Is xenophobia fuelling female empowerment in the Gulf?
The Middle East is renowned for female seclusion, cousin marriage, and discriminatory family laws. Gulf countries are especially conservative, but have actually seen the world’s greatest leap in female employment.
This confounds every single theory about gender in the Middle East!
To survive the harsh deserts of Arabia, pastoral nomads closely co-operated with kin and reinforced bonds through cousin marriage. Close-knit families share honour collectively (‘ird’), and a woman’s impropriety stains the entire family. A woman operating outside the home is often perceived as sexually promiscuous. Women are thus veiled, secluded, and tightly policed. Until now! As rising female employment reveals, geography is not destiny.
Others emphasise ,oil. As Michael Ross famously argued, natural resource wealth reduces the cost of imports, so curbs labour-intensive manufacturing. Plus, oil makes men so wealthy they can provide for their families single-handedly. But clearly this is not necessarily true.
And no, rising female employment isn’t just a function of migration. The trend holds for citizens.
‘Emirisation’ has created labour shortages
Oil-rich Gulf states are strongly dependent on migrant labour. Emiratis are only 11% of UAE’s population.

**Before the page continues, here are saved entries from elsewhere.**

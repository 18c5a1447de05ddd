//! Test doubles: an in-memory chain, a client wallet, and a harness that wires
//! them into a service and a rocket instance.

use std::collections::{HashMap, HashSet};
use std::sync::atomic::{AtomicI64, AtomicU32, Ordering};
use std::sync::{Arc, Mutex, MutexGuard, PoisonError};

use data_encoding::BASE64;
use ed25519_dalek::{Signer, SigningKey};
use rocket::{
    serde::json::serde_json::{json, Value},
    Build, Rocket,
};

use crate::config::Settings;
use crate::crypto::ServerSigner;
use crate::model::{
    address::Address,
    hash::TxHash,
    network::NetworkParams,
    request::ClientRequest,
    tx::{Transaction, TxInput, TxOutput, TxType},
};
use crate::node::{Node, NodeError, RawTransaction};
use crate::store::{MemoryStore, TicketStore};
use crate::vsp::{now, Vsp, VspStatus};

pub const TICKET_PRICE: i64 = 10_000_000;

/// How the fake node refuses broadcasts, when told to.
#[derive(Debug, Clone, Copy, PartialEq, Eq)]
pub enum BroadcastFailure {
    UnknownOutputs,
    Rejected,
}

#[derive(Debug, Default)]
struct Chain {
    txs: HashMap<TxHash, RawTransaction>,
    live: HashSet<TxHash>,
    broadcasts: Vec<TxHash>,
    failure: Option<BroadcastFailure>,
    lookups_fail: bool,
}

/// A node whose chain is whatever the test says it is.
#[derive(Debug, Default)]
pub struct FakeNode {
    chain: Mutex<Chain>,
}

impl FakeNode {
    fn chain(&self) -> MutexGuard<'_, Chain> {
        self.chain.lock().unwrap_or_else(PoisonError::into_inner)
    }

    /// Put a transaction on chain with the given depth.
    pub fn add(&self, tx: &Transaction, confirmations: i64) -> TxHash {
        let hash = tx.hash();
        self.chain().txs.insert(
            hash,
            RawTransaction {
                hash,
                hex: tx.to_hex(),
                confirmations,
            },
        );
        hash
    }

    /// Set the depth of a transaction. Unknown hashes are added with an
    /// empty body, enough to stand for a funding transaction.
    pub fn set_confirmations(&self, hash: &TxHash, confirmations: i64) {
        self.chain()
            .txs
            .entry(*hash)
            .or_insert_with(|| RawTransaction {
                hash: *hash,
                hex: String::new(),
                confirmations: 0,
            })
            .confirmations = confirmations;
    }

    pub fn set_live(&self, hash: &TxHash, live: bool) {
        let mut chain = self.chain();
        if live {
            chain.live.insert(*hash);
        } else {
            chain.live.remove(hash);
        }
    }

    pub fn fail_broadcasts(&self, failure: Option<BroadcastFailure>) {
        self.chain().failure = failure;
    }

    /// While set, transaction lookups fail as if the node were unhealthy.
    pub fn fail_lookups(&self, fail: bool) {
        self.chain().lookups_fail = fail;
    }

    /// Hashes of every transaction successfully broadcast, in order.
    pub fn broadcasts(&self) -> Vec<TxHash> {
        self.chain().broadcasts.clone()
    }
}

#[rocket::async_trait]
impl Node for FakeNode {
    async fn get_raw_transaction(&self, hash: &TxHash) -> Result<RawTransaction, NodeError> {
        let chain = self.chain();
        if chain.lookups_fail {
            return Err(NodeError::Rpc {
                code: -32603,
                message: "node is syncing".to_string(),
            });
        }
        chain
            .txs
            .get(hash)
            .cloned()
            .ok_or_else(|| NodeError::NotFound(hash.to_string()))
    }

    async fn exists_live_ticket(&self, hash: &TxHash) -> Result<bool, NodeError> {
        Ok(self.chain().live.contains(hash))
    }

    async fn broadcast_transaction(&self, hex: &str) -> Result<(), NodeError> {
        let mut chain = self.chain();
        match chain.failure {
            Some(BroadcastFailure::UnknownOutputs) => {
                return Err(NodeError::UnknownOutputs("input not found".to_string()))
            }
            Some(BroadcastFailure::Rejected) => {
                return Err(NodeError::Rpc {
                    code: -22,
                    message: "transaction rejected".to_string(),
                })
            }
            None => {}
        }
        let tx = Transaction::from_hex(hex).map_err(|e| NodeError::Malformed(e.to_string()))?;
        let hash = tx.hash();
        chain.txs.entry(hash).or_insert(RawTransaction {
            hash,
            hex: hex.to_string(),
            confirmations: 0,
        });
        chain.broadcasts.push(hash);
        Ok(())
    }
}

/// A client holding one ticket-owning key.
pub struct Wallet {
    key: SigningKey,
    params: NetworkParams,
    nonce: AtomicU32,
}

impl Wallet {
    pub fn new(seed: u8, params: NetworkParams) -> Self {
        Self {
            key: SigningKey::from_bytes(&[seed; 32]),
            params,
            nonce: AtomicU32::new(0),
        }
    }

    pub fn address(&self) -> Address {
        Address::from_public_key(&self.params, &self.key.verifying_key())
    }

    fn input(&self, value: i64) -> TxInput {
        let nonce = self.nonce.fetch_add(1, Ordering::SeqCst);
        TxInput {
            prev_hash: TxHash::of(self.key.verifying_key().as_bytes()),
            prev_index: nonce,
            value,
        }
    }

    /// A new ticket purchase committed to this wallet's address.
    pub fn buy_ticket(&self) -> Transaction {
        Transaction {
            version: 1,
            tx_type: TxType::Ticket,
            inputs: vec![self.input(TICKET_PRICE + 10_000)],
            outputs: vec![
                TxOutput {
                    value: TICKET_PRICE,
                    address: Address::from_script_hash(&self.params, [3; 32]),
                },
                TxOutput {
                    value: 0,
                    address: self.address(),
                },
            ],
            lock_time: 0,
        }
    }

    /// A regular transaction paying `amount` to `to`.
    pub fn pay(&self, to: &Address, amount: i64) -> Transaction {
        Transaction {
            version: 1,
            tx_type: TxType::Regular,
            inputs: vec![self.input(amount + 5_000)],
            outputs: vec![TxOutput {
                value: amount,
                address: *to,
            }],
            lock_time: 0,
        }
    }

    pub fn sign(&self, body: &str) -> String {
        BASE64.encode(&self.key.sign(body.as_bytes()).to_bytes())
    }

    /// A request carrying `body` signed by this wallet.
    pub fn request(&self, body: &Value) -> ClientRequest {
        let body = body.to_string();
        let signature = self.sign(&body);
        ClientRequest::new(body, Some(signature))
    }
}

/// Everything a test needs around one running service.
pub struct Harness {
    pub vsp: Vsp,
    pub node: Arc<FakeNode>,
    pub store: MemoryStore,
    pub settings: Arc<Settings>,
    pub wallet: Arc<Wallet>,
    clock: Arc<AtomicI64>,
}

impl Harness {
    pub fn new(closed: bool) -> Self {
        let params = NetworkParams::simnet();
        let signer = ServerSigner::new(SigningKey::from_bytes(&[7; 32]));
        let fee_key = SigningKey::from_bytes(&[9; 32]).verifying_key();
        let fee_address = Address::from_public_key(&params, &fee_key);
        let settings = Settings {
            max_alt_sign_addr_records: 2,
            max_vote_change_records: 3,
            ..Settings::new(params.clone(), signer, fee_address).unwrap()
        };
        let settings = Arc::new(settings);
        let node = Arc::new(FakeNode::default());
        let store = MemoryStore::new();
        Self {
            vsp: Self::vsp(&settings, &store, &node, VspStatus::new(closed)),
            node,
            store,
            settings,
            wallet: Arc::new(Wallet::new(1, params)),
            clock: Arc::new(AtomicI64::new(now() - 1_000)),
        }
    }

    fn vsp(
        settings: &Arc<Settings>,
        store: &MemoryStore,
        node: &Arc<FakeNode>,
        status: VspStatus,
    ) -> Vsp {
        let store: Arc<dyn TicketStore> = Arc::new(store.clone());
        let node: Arc<dyn Node> = node.clone();
        Vsp::new(settings.clone(), store, node, status)
    }

    /// The same service after a process restart: persisted state survives,
    /// everything held in memory does not.
    pub fn restart(&self) -> Self {
        let store = self.store.reopen();
        Self {
            vsp: Self::vsp(
                &self.settings,
                &store,
                &self.node,
                VspStatus::new(self.vsp.status().is_closed()),
            ),
            node: self.node.clone(),
            store,
            settings: self.settings.clone(),
            wallet: self.wallet.clone(),
            clock: self.clock.clone(),
        }
    }

    pub fn rocket(&self) -> Rocket<Build> {
        crate::rocket_for(self.vsp.clone())
    }

    /// A fresh timestamp, later than every one handed out before.
    pub fn timestamp(&self) -> i64 {
        self.clock.fetch_add(1, Ordering::SeqCst)
    }

    /// Buy a ticket and mine it to the given depth. Mature tickets are live.
    pub fn ticket(&self, confirmations: i64) -> (TxHash, Transaction) {
        let tx = self.wallet.buy_ticket();
        let hash = self.node.add(&tx, confirmations);
        if confirmations > i64::from(self.settings.network.ticket_maturity) {
            self.node.set_live(&hash, true);
        }
        (hash, tx)
    }

    /// A fee payment for `amount` to the service's fee address.
    pub fn fee_tx(&self, amount: i64) -> Transaction {
        self.wallet.pay(&self.settings.fee_address, amount)
    }

    /// A request about `ticket` signed by the harness wallet. `fields` must be
    /// an object; the timestamp and ticket hash are added to it.
    pub fn request(&self, ticket: &TxHash, mut fields: Value) -> ClientRequest {
        fields["timestamp"] = json!(self.timestamp());
        fields["tickethash"] = json!(ticket);
        self.wallet.request(&fields)
    }

    /// Register `ticket`, panicking on refusal.
    pub async fn register(&self, ticket: &TxHash) {
        self.vsp
            .fee_address(&self.request(ticket, json!({})))
            .await
            .unwrap();
    }

    /// Register `ticket` and pay its fee in full. Returns the fee tx.
    pub async fn register_and_pay(&self, ticket: &TxHash) -> Transaction {
        self.register(ticket).await;
        let fee_tx = self.fee_tx(self.fee_amount());
        let request = self.request(ticket, json!({ "feetx": fee_tx.to_hex() }));
        self.vsp.pay_fee(&request).await.unwrap();
        fee_tx
    }

    /// The fee the service charges for a harness ticket.
    pub fn fee_amount(&self) -> i64 {
        self.settings
            .network
            .vsp_fee(TICKET_PRICE, self.settings.fee_percent)
    }
}

pub fn init_logging() {
    log4rs_test_utils::test_logging::init_logging_once_for(["vspd"], None, None);
}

From the 1980s, governments sought to indigenise employment. All UAE bank managers must be nationals. In Oman, 45% of jobs in finance, insurance and real estate are reserved for citizens. Kuwait's nationalisation quotas apply to banking, real estate, education, and manufacturing. For more details, see this fascinating paper Buttorff, Lawati and Welborne.
Employers preferred men, but as oil wealth fuelled demand in these tiny countries, they ran out of skilled labour!
And MENA women are exceptionally well-qualified! Female education has risen rapidly, with growing wealth and state investment. So Muslim women have seized new economic opportunities - in manufacturing, construction, retail, education, and finance. They overcame the resource curse!
Theorising more broadly, female employment rises when labour demand exceeds qualified men.
This can be via:
Labour-intensive agriculture (eg Sub-Saharan Africa)
Structural transformation (Europe, North America, Latin America, East Asia)
Communism (under authoritarian production targets and low labour costs, eg USSR)
Labour indigenisation policies! (the GCC).
Culture mediates the rate at which female employment rises in response to demand. In societies with a strong preference for female seclusion, women’s earnings must be sufficiently high to compensate for the loss of honour. But clearly no culture is insurmountable, not even patriarchal Arabia. If earnings are sufficiently high, and the risk to honour relatively low, women seize new economic opportunities.
Female employment is not enough. Feminist activism is necessary for gender equality.
Employment is no protection against sexual assault, harassment, and honour killings. Men who kill adulterous wives, sisters or daughters are exonerated (with a minor fine). Men who rape are exempt from prosecution if they marry their victims. Spousal rape remains legal. This culture of impunity is reinforced by repressive Gulf monarchies. Survivors often remained silent, since their assault is considered shameful (‘ayb’).
But Gulf women are now speaking out, supporting each other, and demanding reform. In January this year, Ascia al-Faraj made a viral video about male violence. “It seems rudimentary, but we’ve never had these discussions before,” commented Najeeba Hayat. “,Every single girl has kept this in her chest for so long.”
Inspired, Shayma Shamo launched “Lan Asket” (“,I will not be silent”). “We must speak up, unite and defend each other because what is happening is unacceptable". Thousands of Kuwaiti women are now sharing their ordeals, decrying abuse and emboldening each other. Many are connecting via Clubhouse (a social media app).
While xenophobia may have fuelled female employment, only activism can overturn the patriarchy.